Because many of us are not able to attend shul in person, the Rabbi has agreed to share his shabbat morning drashah in advance. Here is the first half of it. To read the full drashah, click here and it will take you to what will become a rich archive of all of Rabbi Staller's drashot.
Was Rambam a sinner?
While the question seems inflammatory, it is, in fact, one of hot debate over generations of the tradition. Of course, the label “sinner” might be hyperbole, as the sin in question is one very specific and niche prohibition found in this week’s Parashah. As the Jews are about to cross the Dead Sea and escape Egypt, Moses tells them (14:13):
כִּ֗י אֲשֶׁ֨ר רְאִיתֶ֤ם אֶת־מִצְרַ֙יִם֙ הַיּ֔וֹם לֹ֥א תֹסִ֛יפוּ לִרְאֹתָ֥ם ע֖וֹד עַד־עוֹלָֽם׃
“For as you see Egypt today, you shall not see it ever again.”
While this verse does not seem like the typical form in which commandments are given in the Torah– really more of a general observation about the state of destruction that is about to befall Egypt– our Rabbis actually learn this verse to be a prohibition.

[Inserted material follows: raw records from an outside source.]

//! Armada - Development Tools
//!
//! # Usage
//!
//! ```bash
//! # Validate the shipped catalog and engine config
//! armada-tools validate assets/data
//!
//! # Run the built-in skirmish against the shipped data
//! armada-tools simulate
//!
//! # Run a scenario file and print a JSON report
//! armada-tools simulate --scenario duel.ron --json
//! ```

use std::path::{Path, PathBuf};

use clap::{Parser, Subcommand};
use tracing_subscriber::{layer::SubscriberExt, util::SubscriberInitExt};

use armada_tools::scenario::Scenario;
use armada_tools::{simulate, validate, ToolResult};

#[derive(Parser)]
#[command(name = "armada-tools")]
#[command(about = "Development tools for the Armada combat engine")]
#[command(version)]
struct Cli {
    #[command(subcommand)]
    command: Commands,
}

#[derive(Subcommand)]
enum Commands {
    /// Validate data files
    Validate {
        /// Path to data directory
        #[arg(default_value = "assets/data")]
        path: PathBuf,
    },

    /// Run a headless skirmish
    Simulate {
        /// Path to data directory
        #[arg(short, long, default_value = "assets/data")]
        data: PathBuf,

        /// Scenario file (defaults to the built-in skirmish)
        #[arg(short, long)]
        scenario: Option<PathBuf>,

        /// Override the scenario's tick budget
        #[arg(short, long)]
        ticks: Option<u64>,

        /// Print the report as JSON on stdout
        #[arg(long)]
        json: bool,
    },
}

fn main() {
    // Logs go to stderr; stdout is kept for reports.
    tracing_subscriber::registry()
        .with(tracing_subscriber::fmt::layer().with_writer(std::io::stderr))
        .with(tracing_subscriber::EnvFilter::from_default_env())
        .init();

    let cli = Cli::parse();

    let outcome = match cli.command {
        Commands::Validate { path } => cmd_validate(&path),
        Commands::Simulate {
            data,
            scenario,
            ticks,
            json,
        } => cmd_simulate(&data, scenario.as_deref(), ticks, json),
    };

    if let Err(e) = outcome {
        tracing::error!("{e}");
        std::process::exit(1);
    }
}

fn cmd_validate(path: &Path) -> ToolResult<()> {
    tracing::info!("Validating data files in: {}", path.display());
    validate::validate_data_directory(path)?;
    tracing::info!("Validation passed");
    Ok(())
}

fn cmd_simulate(data: &Path, scenario: Option<&Path>, ticks: Option<u64>, json: bool) -> ToolResult<()> {
    let catalog = validate::load_catalog(data)?;
    let config = validate::load_config(data)?;
    validate::check_config(&config, &catalog)?;

    let scenario = match scenario {
        Some(path) => Scenario::load(path)?,
        None => Scenario::skirmish(),
    };
    let mut prepared = scenario.build(catalog, config)?;
    if let Some(ticks) = ticks {
        prepared.ticks = ticks;
    }

    let report = simulate::run(prepared);
    if json {
        println!("{}", report.to_json()?);
        return Ok(());
    }

    println!("Scenario:  {}", scenario.name);
    println!("Ticks run: {}", report.ticks_run);
    println!("Hash:      {:016x}", report.state_hash);
    match report.winner {
        Some(team) => println!("Winner:    team {team}"),
        None => println!("Winner:    undecided"),
    }
    println!("Effects:");
    for (name, count) in &report.effects {
        println!("  {name:<20} {count}");
    }
    println!("Destroyed: {}", report.destroyed.len());
    for flash in &report.flashes {
        println!("  [{}] unit {}: {}", flash.tick, flash.unit, flash.text);
    }
    println!("Survivors:");
    for s in &report.survivors {
        println!(
            "  #{:<4} {:<10} team {} health {:.1} energy {:.1} cargo {:.1}",
            s.id, s.hull, s.team, s.health, s.energy, s.cargo
        );
    }
    Ok(())
}
//! Data validation utilities.
//!
//! A data directory holds `catalog.ron` and, optionally, `engine.ron`.
//! Validation parses both, runs the catalog's cross-reference checks and
//! checks the config against the catalog.

use std::path::Path;

use armada_core::config::EngineConfig;
use armada_core::data::Catalog;
use armada_core::error::GameError;

use crate::error::{read_text, ToolResult};

/// Catalog file name inside a data directory.
pub const CATALOG_FILE: &str = "catalog.ron";
/// Engine config file name inside a data directory.
pub const ENGINE_FILE: &str = "engine.ron";

/// Table sizes of a validated data directory.
#[derive(Debug, Clone, Copy, PartialEq, Eq)]
pub struct ValidationSummary {
    /// Hull definitions.
    pub units: usize,
    /// Armament definitions, sentinels included.
    pub armaments: usize,
    /// Missile definitions.
    pub missiles: usize,
    /// Mine definitions.
    pub mines: usize,
    /// Asteroid definitions.
    pub asteroids: usize,
    /// Collectable definitions.
    pub collectables: usize,
}

/// Load and validate the catalog in `dir`.
pub fn load_catalog(dir: &Path) -> ToolResult<Catalog> {
    let path = dir.join(CATALOG_FILE);
    let text = read_text(&path)?;
    Ok(Catalog::from_ron_str(&path.display().to_string(), &text)?)
}

/// Load the engine config in `dir`, falling back to defaults when the
/// file is absent.
pub fn load_config(dir: &Path) -> ToolResult<EngineConfig> {
    let path = dir.join(ENGINE_FILE);
    if !path.exists() {
        tracing::debug!(path = %path.display(), "No engine config, using defaults");
        return Ok(EngineConfig::default());
    }
    let text = read_text(&path)?;
    Ok(EngineConfig::from_ron_str(&text)?)
}

/// Check config references that only make sense against a catalog.
pub fn check_config(config: &EngineConfig, catalog: &Catalog) -> ToolResult<()> {
    if let Some(name) = &config.wreck_collectable {
        if catalog.collectable_index(name).is_none() {
            return Err(GameError::ConfigParse(format!(
                "wreck_collectable '{name}' is not in the catalog"
            ))
            .into());
        }
    }
    Ok(())
}

/// Validate all RON data files in a directory.
///
/// # Errors
///
/// Returns an error if any data file is missing, fails to parse or fails
/// validation.
pub fn validate_data_directory(dir: &Path) -> ToolResult<ValidationSummary> {
    let catalog = load_catalog(dir)?;
    let config = load_config(dir)?;
    check_config(&config, &catalog)?;

    let data = catalog.data();
    let summary = ValidationSummary {
        units: data.units.len(),
        armaments: data.armaments.len(),
        missiles: data.missiles.len(),
        mines: data.mines.len(),
        asteroids: data.asteroids.len(),
        collectables: data.collectables.len(),
    };
    tracing::info!(?summary, tick_rate = config.tick_rate, "Data directory valid");
    Ok(summary)
}
//! Asteroid and collectable definitions.

use serde::{Deserialize, Serialize};

use crate::math::{decimal_serde, Fixed};

/// Static asteroid template.
#[derive(Debug, Clone, Serialize, Deserialize, PartialEq, Eq)]
pub struct AsteroidDef {
    /// Unique display name.
    pub name: String,

    /// Body radius.
    #[serde(with = "decimal_serde")]
    pub radius: Fixed,

    /// Starting resource amount.
    #[serde(with = "decimal_serde")]
    pub resources: Fixed,

    /// Yield divisor applied to mining lasers. Must be positive.
    #[serde(with = "decimal_serde")]
    pub difficulty: Fixed,
}

/// What a unit receives when it picks up a collectable.
#[derive(Debug, Clone, Copy, PartialEq, Eq, Hash, Serialize, Deserialize)]
pub enum Reward {
    /// Energy, capped at the unit's maximum.
    Energy {
        /// Amount granted.
        #[serde(with = "decimal_serde")]
        amount: Fixed,
    },
    /// Health, capped at the unit's maximum.
    Health {
        /// Amount granted.
        #[serde(with = "decimal_serde")]
        amount: Fixed,
    },
    /// Rounds added to every ammunition slot, capped at each magazine.
    Ammo {
        /// Rounds per slot.
        rounds: u32,
    },
    /// Resources added to the cargo hold, capped at capacity.
    Cargo {
        /// Amount granted.
        #[serde(with = "decimal_serde")]
        amount: Fixed,
    },
}

/// Static collectable template.
#[derive(Debug, Clone, Serialize, Deserialize, PartialEq, Eq)]
pub struct CollectableDef {
    /// Unique display name.
    pub name: String,

    /// Pickup radius.
    #[serde(with = "decimal_serde")]
    pub radius: Fixed,

    /// Ticks before the collectable disappears.
    pub lifetime: u32,

    /// Pickup reward.
    pub reward: Reward,
}
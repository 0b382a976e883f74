//! Shared damage, disable and impulse resolution.
//!
//! Every site that hurts or shoves a unit (lasers, projectiles, missiles,
//! mines, pulses) goes through [`TickContext`] so that health floors,
//! destruction bookkeeping and the mutation log stay in one place.

use tracing::info;

use crate::components::{EntityId, Unit};
use crate::config::EngineConfig;
use crate::data::Catalog;
use crate::effects::{Anchor, EffectId, TickOutput};
use crate::math::{circles_overlap, Fixed, Vec2Fixed};
use crate::simulation::World;

/// Which units an area query returns.
#[derive(Debug, Clone, Copy, PartialEq, Eq)]
pub enum Affects {
    /// Every operable unit.
    All,
    /// Operable units not on the given team.
    OpposingTo(u8),
}

impl Affects {
    fn includes(self, unit: &Unit) -> bool {
        match self {
            Affects::All => true,
            Affects::OpposingTo(team) => unit.team != team,
        }
    }
}

/// Mutable view of one tick in progress.
pub struct TickContext<'a> {
    /// Definition tables.
    pub catalog: &'a Catalog,
    /// Engine tuning.
    pub config: &'a EngineConfig,
    /// Live state.
    pub world: &'a mut World,
    /// Triggers, advisories and the mutation log for this tick.
    pub out: &'a mut TickOutput,
}

impl TickContext<'_> {
    /// Allocate a fresh entity id.
    pub fn allocate_id(&mut self) -> EntityId {
        self.world.allocate_id()
    }

    /// Subtract `amount` from a unit's health, flooring at zero.
    ///
    /// A unit reaching zero health becomes inoperable for the rest of the
    /// tick and is reaped after the delayed-action phase. Returns `true` if
    /// this call destroyed the unit.
    pub fn damage_unit(&mut self, target: EntityId, amount: Fixed, source: EntityId) -> bool {
        let Some(unit) = self.world.units.get_mut(target) else {
            return false;
        };
        if unit.inoperable {
            return false;
        }

        unit.health = (unit.health - amount).max(Fixed::ZERO);
        self.out.mutated.units.insert(target);

        if unit.health > Fixed::ZERO {
            return false;
        }

        unit.inoperable = true;
        let (position, heading, speed) = unit.pose();
        info!(unit = target, source, "Unit destroyed");
        self.out.trigger(
            EffectId::UNIT_DESTROYED,
            Anchor::Absolute {
                position,
                heading,
                speed,
            },
            None,
        );
        true
    }

    /// Disable a unit for at least `ticks` ticks.
    pub fn disable_unit(&mut self, target: EntityId, ticks: u32) {
        if let Some(unit) = self.world.units.get_mut(target) {
            if unit.inoperable {
                return;
            }
            unit.disabled = unit.disabled.max(ticks);
            self.out.mutated.units.insert(target);
        }
    }

    /// Push a unit with `impulse`, scaled by its mass.
    pub fn push_unit(&mut self, target: EntityId, impulse: Vec2Fixed) {
        let Some(unit) = self.world.units.get_mut(target) else {
            return;
        };
        let Some(def) = self.catalog.unit(unit.def) else {
            return;
        };
        unit.push(impulse, def);
        self.out.mutated.units.insert(target);
    }

    /// Operable units overlapping a circle, in id order.
    ///
    /// O(units) per call; fine at the populations a sector holds.
    #[must_use]
    pub fn units_overlapping_circle(
        &self,
        center: Vec2Fixed,
        radius: Fixed,
        affects: Affects,
    ) -> Vec<EntityId> {
        self.world
            .units
            .iter_sorted()
            .filter(|(_, unit)| unit.is_operable() && affects.includes(unit))
            .filter(|(_, unit)| circles_overlap(center, radius, unit.position, unit.radius))
            .map(|(id, _)| id)
            .collect()
    }

    /// Damage every unit in `targets`.
    pub fn damage_all(&mut self, targets: &[EntityId], amount: Fixed, source: EntityId) {
        for &target in targets {
            self.damage_unit(target, amount, source);
        }
    }
}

More specifically, this verse is learned as the basis of a Torah prohibition for a Jew to live in Egypt. The Yerushalmi in Succah records our Passuk as one of three instances of this prohibition in the Torah, and the Bavli (Succah 51b), expanding on that idea, explains that the large and thriving Jewish community of Alexandria was wiped out for violating this prohibition by living in Egypt.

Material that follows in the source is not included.